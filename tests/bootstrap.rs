//! Process-global registration. Kept to a single test: `log` and `tracing`
//! backends can only be installed once per test binary.

mod common;

use common::Capture;
use controlplane_bootstrap::{
    init_logging, init_logging_with_writer, Error, Format, LegacyVerbosity, Level, LoggerConfig,
    LoggingConfig,
};
use serde_json::json;

#[test]
fn every_facility_lands_on_the_one_writer() {
    let capture = Capture::default();
    let mut config = LoggingConfig::new(LoggerConfig::new(Level::Info, Format::Structured));
    config.legacy_verbosity = LegacyVerbosity(0);

    let logging = init_logging_with_writer(config.clone(), capture.writer()).unwrap();

    logging.logger().info("from logger", &[("component", json!("setup"))]);
    log::info!(target: "client_go", "from log");
    log::debug!("dropped by legacy verbosity");
    tracing::info!(answer = 42, "from tracing");
    tracing::debug!("dropped by level");

    let records = capture.records();
    let messages: Vec<_> = records.iter().map(|r| r["msg"].clone()).collect();
    assert_eq!(
        messages,
        vec![json!("from logger"), json!("from log"), json!("from tracing")]
    );
    assert_eq!(records[1]["logger"], json!("client_go"));
    assert_eq!(records[2]["answer"], json!(42));
    for record in &records {
        assert!(record["caller"].as_str().unwrap().starts_with("tests/bootstrap.rs:"));
        assert!(record["ts"].as_str().unwrap().ends_with('Z'));
    }

    assert!(matches!(
        init_logging_with_writer(config.clone(), capture.writer()),
        Err(Error::AlreadyInitialized)
    ));
    assert_eq!(capture.records().len(), 3);

    let path = std::env::temp_dir().join(format!("controlplane-reinit-{}.log", std::process::id()));
    let _ = std::fs::remove_file(&path);
    config.destination = path.display().to_string();
    assert!(matches!(init_logging(config), Err(Error::AlreadyInitialized)));
    assert!(!path.exists(), "a rejected init must not open its destination");
}
use crate::config::Level;
use chrono::{DateTime, SecondsFormat, Utc};
use serde::ser::{Serialize, SerializeMap, Serializer};
use serde_json::Value;

/// One key/value pair attached to a record.
#[derive(Debug, Clone, PartialEq)]
pub struct Field {
    pub key: String,
    pub value: Value,
}

impl Field {
    pub fn new(key: impl Into<String>, value: impl Into<Value>) -> Self {
        Self {
            key: key.into(),
            value: value.into(),
        }
    }
}

/// Source location of the call that produced a record.
#[derive(Debug, Clone, PartialEq, Eq)]
pub struct Caller {
    pub file: String,
    pub line: u32,
}

impl Caller {
    pub fn new(file: impl Into<String>, line: u32) -> Self {
        Self {
            file: file.into(),
            line,
        }
    }

    pub fn from_location(location: &std::panic::Location<'_>) -> Self {
        Self::new(location.file(), location.line())
    }
}

impl std::fmt::Display for Caller {
    fn fmt(&self, f: &mut std::fmt::Formatter<'_>) -> std::fmt::Result {
        write!(f, "{}:{}", self.file, self.line)
    }
}

/// A fully populated record, independent of which facility produced it.
///
/// `fields` keeps insertion order: inherited context first, then the
/// pairs passed at the call site.
#[derive(Debug, Clone)]
pub struct LogRecord {
    pub timestamp: DateTime<Utc>,
    pub level: Level,
    pub target: Option<String>,
    pub caller: Option<Caller>,
    pub message: String,
    pub fields: Vec<Field>,
}

impl LogRecord {
    pub fn new(level: Level, message: impl Into<String>) -> Self {
        Self {
            timestamp: Utc::now(),
            level,
            target: None,
            caller: None,
            message: message.into(),
            fields: Vec::new(),
        }
    }

    /// RFC3339 in UTC, second precision, `Z` suffix.
    pub fn timestamp_rfc3339(&self) -> String {
        self.timestamp.to_rfc3339_opts(SecondsFormat::Secs, true)
    }
}

/// Structured rendering: fixed header keys, then the fields in order.
///
/// A field that reuses a header key is written as-is after the header;
/// JSON consumers will see the later value.
impl Serialize for LogRecord {
    fn serialize<S: Serializer>(&self, serializer: S) -> Result<S::Ok, S::Error> {
        let mut map = serializer.serialize_map(None)?;
        map.serialize_entry("ts", &self.timestamp_rfc3339())?;
        map.serialize_entry("level", self.level.as_lower())?;
        if let Some(target) = &self.target {
            map.serialize_entry("logger", target)?;
        }
        if let Some(caller) = &self.caller {
            map.serialize_entry("caller", &caller.to_string())?;
        }
        map.serialize_entry("msg", &self.message)?;
        for field in &self.fields {
            map.serialize_entry(&field.key, &field.value)?;
        }
        map.end()
    }
}
use crate::env::{
    env_or, DEFAULT_LEGACY_LOG_VERBOSITY, DEFAULT_LOG_FORMAT, DEFAULT_LOG_LEVEL,
    DEFAULT_METRICS_BIND_ADDRESS, LEGACY_LOG_VERBOSITY_ENV, LOG_FORMAT_ENV, LOG_LEVEL_ENV,
    METRICS_BIND_ADDRESS_ENV, PPROF_BIND_ADDRESS_ENV,
};
use crate::error::ConfigError;
use serde::{Deserialize, Serialize};
use std::fmt;
use std::str::FromStr;

/// Severity of a record. Ordered `Debug < Info < Warn < Error`.
#[derive(Debug, Clone, Copy, PartialEq, Eq, PartialOrd, Ord, Hash, Serialize, Deserialize)]
#[serde(rename_all = "lowercase")]
pub enum Level {
    Debug,
    Info,
    Warn,
    Error,
}

impl Level {
    pub const ALL: [Level; 4] = [Level::Debug, Level::Info, Level::Warn, Level::Error];

    /// Upper-case name, as accepted by `LOG_LEVEL` and rendered by the console encoder.
    pub fn as_str(self) -> &'static str {
        match self {
            Level::Debug => "DEBUG",
            Level::Info => "INFO",
            Level::Warn => "WARN",
            Level::Error => "ERROR",
        }
    }

    /// Lower-case name used by the structured encoder.
    pub fn as_lower(self) -> &'static str {
        match self {
            Level::Debug => "debug",
            Level::Info => "info",
            Level::Warn => "warn",
            Level::Error => "error",
        }
    }
}

impl fmt::Display for Level {
    fn fmt(&self, f: &mut fmt::Formatter<'_>) -> fmt::Result {
        f.write_str(self.as_str())
    }
}

impl FromStr for Level {
    type Err = ConfigError;

    fn from_str(s: &str) -> Result<Self, Self::Err> {
        match s {
            "DEBUG" => Ok(Level::Debug),
            "INFO" => Ok(Level::Info),
            "WARN" => Ok(Level::Warn),
            "ERROR" => Ok(Level::Error),
            other => Err(ConfigError::InvalidLevel(other.to_string())),
        }
    }
}

/// Numeric severity scale: -1 debug, 0 info, 1 warn, 2 error.
impl TryFrom<i8> for Level {
    type Error = ConfigError;

    fn try_from(value: i8) -> Result<Self, ConfigError> {
        match value {
            -1 => Ok(Level::Debug),
            0 => Ok(Level::Info),
            1 => Ok(Level::Warn),
            2 => Ok(Level::Error),
            other => Err(ConfigError::InvalidLevel(other.to_string())),
        }
    }
}

/// Maps a `tracing` level onto the four severities. TRACE folds into Debug.
impl From<&tracing::Level> for Level {
    fn from(level: &tracing::Level) -> Self {
        if *level == tracing::Level::ERROR {
            Level::Error
        } else if *level == tracing::Level::WARN {
            Level::Warn
        } else if *level == tracing::Level::INFO {
            Level::Info
        } else {
            Level::Debug
        }
    }
}

/// Maps a `log` level onto the four severities. Trace folds into Debug.
impl From<log::Level> for Level {
    fn from(level: log::Level) -> Self {
        match level {
            log::Level::Error => Level::Error,
            log::Level::Warn => Level::Warn,
            log::Level::Info => Level::Info,
            log::Level::Debug | log::Level::Trace => Level::Debug,
        }
    }
}

/// Record encoding.
#[derive(Debug, Clone, Copy, PartialEq, Eq, Hash, Serialize, Deserialize)]
#[serde(rename_all = "lowercase")]
pub enum Format {
    Console,
    Structured,
}

impl Format {
    pub const ALL: [Format; 2] = [Format::Console, Format::Structured];
}

impl fmt::Display for Format {
    fn fmt(&self, f: &mut fmt::Formatter<'_>) -> fmt::Result {
        f.write_str(match self {
            Format::Console => "console",
            Format::Structured => "structured",
        })
    }
}

impl FromStr for Format {
    type Err = ConfigError;

    fn from_str(s: &str) -> Result<Self, Self::Err> {
        match s {
            "console" => Ok(Format::Console),
            "structured" | "json" => Ok(Format::Structured),
            other => Err(ConfigError::InvalidFormat(other.to_string())),
        }
    }
}

/// Configuration of the application logger.
///
/// Both fields are required; no defaults are applied by [`LoggerConfig::new`]
/// or [`LoggerConfig::parse`]. Only [`LoggerConfig::from_env`] falls back to
/// `INFO` / `console` for unset variables.
#[derive(Debug, Clone, Copy, PartialEq, Eq, Serialize, Deserialize)]
pub struct LoggerConfig {
    pub level: Level,
    pub format: Format,
}

impl LoggerConfig {
    pub fn new(level: Level, format: Format) -> Self {
        Self { level, format }
    }

    /// Validate raw level and format selectors.
    pub fn parse(level: &str, format: &str) -> Result<Self, ConfigError> {
        Ok(Self {
            level: level.parse()?,
            format: format.parse()?,
        })
    }

    /// Build from `LOG_LEVEL` and `LOG_FORMAT`.
    pub fn from_env() -> Result<Self, ConfigError> {
        Self::parse(
            &env_or(LOG_LEVEL_ENV, DEFAULT_LOG_LEVEL),
            &env_or(LOG_FORMAT_ENV, DEFAULT_LOG_FORMAT),
        )
    }
}

/// Verbosity threshold of the legacy `log` facility.
///
/// 0 keeps info and above, 1 to 3 adds debug, 4 and more adds trace.
#[derive(Debug, Clone, Copy, PartialEq, Eq, PartialOrd, Ord, Default)]
pub struct LegacyVerbosity(pub u8);

impl LegacyVerbosity {
    pub fn level_filter(self) -> log::LevelFilter {
        match self.0 {
            0 => log::LevelFilter::Info,
            1..=3 => log::LevelFilter::Debug,
            _ => log::LevelFilter::Trace,
        }
    }

    /// Read `LEGACY_LOG_VERBOSITY`, defaulting to 0.
    pub fn from_env() -> Result<Self, ConfigError> {
        env_or(LEGACY_LOG_VERBOSITY_ENV, DEFAULT_LEGACY_LOG_VERBOSITY).parse()
    }
}

impl FromStr for LegacyVerbosity {
    type Err = ConfigError;

    fn from_str(s: &str) -> Result<Self, Self::Err> {
        s.trim()
            .parse::<u8>()
            .map(LegacyVerbosity)
            .map_err(|_| ConfigError::InvalidVerbosity(s.to_string()))
    }
}

/// Server options handed to the supervised service.
#[derive(Debug, Clone, PartialEq, Eq, Serialize, Deserialize)]
pub struct ServerConfig {
    pub pprof_bind_address: String,
    pub metrics_bind_address: String,
}

impl Default for ServerConfig {
    fn default() -> Self {
        Self {
            pprof_bind_address: String::new(),
            metrics_bind_address: DEFAULT_METRICS_BIND_ADDRESS.to_string(),
        }
    }
}

impl ServerConfig {
    pub fn from_env() -> Self {
        Self {
            pprof_bind_address: env_or(PPROF_BIND_ADDRESS_ENV, ""),
            metrics_bind_address: env_or(METRICS_BIND_ADDRESS_ENV, DEFAULT_METRICS_BIND_ADDRESS),
        }
    }

    /// `false` when the metrics endpoint is disabled (`"0"`).
    pub fn metrics_enabled(&self) -> bool {
        self.metrics_bind_address != "0"
    }

    pub fn pprof_enabled(&self) -> bool {
        !self.pprof_bind_address.is_empty()
    }
}
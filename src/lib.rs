pub mod config;
pub mod env;
pub mod error;
pub mod record;
pub mod encoder;
pub mod writer;
pub mod sink;
pub mod logger;
pub mod bridge;
pub mod layer;

pub mod init;
pub mod lifecycle;

pub use bridge::{FrameworkLogAdapter, FrameworkLogger, LegacyLogBridge};
pub use config::{Format, LegacyVerbosity, Level, LoggerConfig, ServerConfig};
pub use error::{BoxError, ConfigError, Error, ServiceError, WriterInitError};
pub use init::{init_logging, init_logging_with_writer, Logging, LoggingConfig};
pub use lifecycle::{LifecycleState, Orchestrator, Service, ServiceOutcome};
pub use logger::Logger;
pub use writer::SynchronizedWriter;
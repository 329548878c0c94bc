#![allow(dead_code)]

use controlplane_bootstrap::{Format, Level, Logger, LoggerConfig, SynchronizedWriter};
use serde_json::Value;
use std::io::{self, Write};
use std::sync::{Arc, Mutex};

/// In-memory destination shared between a writer and the test.
#[derive(Clone, Default)]
pub struct Capture(Arc<Mutex<Vec<u8>>>);

impl Write for Capture {
    fn write(&mut self, buf: &[u8]) -> io::Result<usize> {
        self.0.lock().unwrap().extend_from_slice(buf);
        Ok(buf.len())
    }

    fn flush(&mut self) -> io::Result<()> {
        Ok(())
    }
}

impl Capture {
    pub fn text(&self) -> String {
        String::from_utf8(self.0.lock().unwrap().clone()).unwrap()
    }

    pub fn lines(&self) -> Vec<String> {
        self.text().lines().map(str::to_string).collect()
    }

    /// Every line parsed as one structured record.
    pub fn records(&self) -> Vec<Value> {
        self.lines()
            .iter()
            .map(|l| serde_json::from_str(l).unwrap_or_else(|e| panic!("bad line {l:?}: {e}")))
            .collect()
    }

    pub fn writer(&self) -> SynchronizedWriter {
        SynchronizedWriter::new(self.clone())
    }
}

pub fn logger(level: Level, format: Format) -> (Logger, Capture) {
    let capture = Capture::default();
    let logger = Logger::new(LoggerConfig::new(level, format), capture.writer());
    (logger, capture)
}

pub fn structured(level: Level) -> (Logger, Capture) {
    logger(level, Format::Structured)
}
//! Supervision of the one long-running service of the process.
//!
//! [`Orchestrator::run`] spawns the service, spawns a watcher that waits for
//! the service task to finish, and resolves on whichever arrives first: an
//! error reported by the service or the watcher's completion signal. The
//! race is biased toward the error so a failure that was already reported
//! is never masked by the completion that follows it.
//!
//! The context is advisory. The orchestrator never cancels it, never
//! enforces a timeout and never aborts the service; it only observes.

use crate::error::{BoxError, Error, ServiceError};
use crate::logger::Logger;
use async_trait::async_trait;
use serde_json::json;
use std::any::Any;
use std::future::Future;
use tokio::sync::{mpsc, oneshot, watch};
use tokio::task::JoinError;
use tokio_util::sync::CancellationToken;

/// A long-running unit of work, run until done, failed or cancelled.
#[async_trait]
pub trait Service: Send + Sync + 'static {
    /// Run until completion. `ctx` is cancelled when the process is asked to
    /// stop; honoring it is up to the service.
    async fn start(&self, ctx: CancellationToken) -> Result<(), BoxError>;
}

#[async_trait]
impl<F, Fut> Service for F
where
    F: Fn(CancellationToken) -> Fut + Send + Sync + 'static,
    Fut: Future<Output = Result<(), BoxError>> + Send + 'static,
{
    async fn start(&self, ctx: CancellationToken) -> Result<(), BoxError> {
        (self)(ctx).await
    }
}

#[derive(Debug, Clone, Copy, PartialEq, Eq)]
pub enum LifecycleState {
    NotStarted,
    Running,
    Completed,
    Failed,
}

impl LifecycleState {
    pub fn is_terminal(self) -> bool {
        matches!(self, LifecycleState::Completed | LifecycleState::Failed)
    }
}

/// Terminal result of a supervised service.
#[derive(Debug)]
pub enum ServiceOutcome {
    Completed,
    Failed(ServiceError),
}

impl ServiceOutcome {
    pub fn is_completed(&self) -> bool {
        matches!(self, ServiceOutcome::Completed)
    }

    pub fn state(&self) -> LifecycleState {
        match self {
            ServiceOutcome::Completed => LifecycleState::Completed,
            ServiceOutcome::Failed(_) => LifecycleState::Failed,
        }
    }

    pub fn into_result(self) -> Result<(), Error> {
        match self {
            ServiceOutcome::Completed => Ok(()),
            ServiceOutcome::Failed(err) => Err(Error::Service(err)),
        }
    }
}

/// Runs exactly one [`Service`] and resolves to its terminal outcome.
///
/// Single use: `run` consumes the orchestrator. Subscribe before running to
/// observe `NotStarted → Running → Completed | Failed`.
pub struct Orchestrator {
    logger: Logger,
    state: watch::Sender<LifecycleState>,
}

impl Orchestrator {
    pub fn new(logger: &Logger) -> Self {
        let (state, _) = watch::channel(LifecycleState::NotStarted);
        Self {
            logger: logger.with_name("lifecycle"),
            state,
        }
    }

    pub fn state(&self) -> LifecycleState {
        *self.state.borrow()
    }

    pub fn subscribe(&self) -> watch::Receiver<LifecycleState> {
        self.state.subscribe()
    }

    /// Run `service` and return `Ok(())` if it completed, or the
    /// [`Error::Service`] wrapping its failure.
    pub async fn run<S: Service>(self, ctx: CancellationToken, service: S) -> Result<(), Error> {
        self.run_to_outcome(ctx, service).await.into_result()
    }

    pub async fn run_to_outcome<S: Service>(self, ctx: CancellationToken, service: S) -> ServiceOutcome {
        let (err_tx, mut err_rx) = mpsc::channel::<ServiceError>(1);
        let (done_tx, done_rx) = oneshot::channel::<Result<(), JoinError>>();

        self.state.send_replace(LifecycleState::Running);
        self.logger.info("service started", &[]);

        let task = tokio::spawn(async move {
            if let Err(e) = service.start(ctx).await {
                // Capacity 1 and a single sender: never waits.
                let _ = err_tx.send(ServiceError::Failed(e)).await;
            }
        });

        let watcher = tokio::spawn(async move {
            let _ = done_tx.send(task.await);
        });

        let outcome = tokio::select! {
            biased;
            Some(err) = err_rx.recv() => ServiceOutcome::Failed(err),
            done = done_rx => match done {
                Ok(Ok(())) => ServiceOutcome::Completed,
                Ok(Err(join_err)) => ServiceOutcome::Failed(ServiceError::Panicked(join_message(join_err))),
                Err(_) => ServiceOutcome::Failed(ServiceError::Panicked(
                    "completion watcher exited without reporting".to_string(),
                )),
            },
        };

        // Either branch means the service task has returned, so this join
        // is immediate and nothing spawned here outlives `run`.
        let _ = watcher.await;

        match &outcome {
            ServiceOutcome::Completed => self.logger.info("service completed", &[]),
            ServiceOutcome::Failed(err) => {
                self.logger
                    .error(err, "service terminated", &[("outcome", json!("failed"))])
            }
        }
        self.state.send_replace(outcome.state());
        outcome
    }
}

fn join_message(err: JoinError) -> String {
    if err.is_panic() {
        panic_message(err.into_panic())
    } else {
        err.to_string()
    }
}

fn panic_message(payload: Box<dyn Any + Send>) -> String {
    if let Some(s) = payload.downcast_ref::<&str>() {
        (*s).to_string()
    } else if let Some(s) = payload.downcast_ref::<String>() {
        s.clone()
    } else {
        "non-string panic payload".to_string()
    }
}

The task
Write out each line of the data that holds the string "dropped".

Response below
    log::debug!("dropped by legacy verbosity");
    tracing::debug!("dropped by level");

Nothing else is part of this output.